- [Work order]: Going through the data below, find how many lines include the word "false", and reply with that number alone.
* * *
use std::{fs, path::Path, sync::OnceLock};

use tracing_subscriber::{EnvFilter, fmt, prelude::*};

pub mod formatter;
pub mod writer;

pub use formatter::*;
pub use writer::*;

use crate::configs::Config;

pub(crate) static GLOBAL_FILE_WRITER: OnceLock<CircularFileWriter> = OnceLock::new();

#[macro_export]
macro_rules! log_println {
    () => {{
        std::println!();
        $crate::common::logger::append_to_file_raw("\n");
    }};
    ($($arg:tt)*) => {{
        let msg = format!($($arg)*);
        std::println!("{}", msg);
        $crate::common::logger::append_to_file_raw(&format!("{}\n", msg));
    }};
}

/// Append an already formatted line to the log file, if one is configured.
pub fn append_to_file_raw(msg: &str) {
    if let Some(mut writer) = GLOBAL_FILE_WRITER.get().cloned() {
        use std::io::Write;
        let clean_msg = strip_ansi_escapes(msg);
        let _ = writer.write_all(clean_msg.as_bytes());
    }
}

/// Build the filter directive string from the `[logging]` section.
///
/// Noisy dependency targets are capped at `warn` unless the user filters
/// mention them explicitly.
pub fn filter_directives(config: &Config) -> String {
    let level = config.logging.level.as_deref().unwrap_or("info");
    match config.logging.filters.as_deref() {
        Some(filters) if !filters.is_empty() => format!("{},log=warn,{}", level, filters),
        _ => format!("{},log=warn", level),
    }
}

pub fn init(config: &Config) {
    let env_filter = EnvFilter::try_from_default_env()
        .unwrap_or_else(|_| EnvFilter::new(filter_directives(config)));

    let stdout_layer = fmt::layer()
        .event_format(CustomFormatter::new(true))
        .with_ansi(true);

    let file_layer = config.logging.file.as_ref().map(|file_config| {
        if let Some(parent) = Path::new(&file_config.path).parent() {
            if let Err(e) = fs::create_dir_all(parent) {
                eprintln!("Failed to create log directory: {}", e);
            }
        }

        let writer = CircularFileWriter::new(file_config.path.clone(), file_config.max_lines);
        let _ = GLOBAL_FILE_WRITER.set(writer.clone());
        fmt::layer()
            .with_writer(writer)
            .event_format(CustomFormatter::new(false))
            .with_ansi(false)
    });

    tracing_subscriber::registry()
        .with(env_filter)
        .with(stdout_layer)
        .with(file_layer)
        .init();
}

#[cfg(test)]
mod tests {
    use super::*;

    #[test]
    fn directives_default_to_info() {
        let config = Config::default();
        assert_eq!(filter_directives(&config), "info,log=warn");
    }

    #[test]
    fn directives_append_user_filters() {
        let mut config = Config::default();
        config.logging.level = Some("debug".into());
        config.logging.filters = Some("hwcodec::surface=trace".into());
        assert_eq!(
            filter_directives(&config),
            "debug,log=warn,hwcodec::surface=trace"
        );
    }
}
* * *
- [Response to the exercise]: 2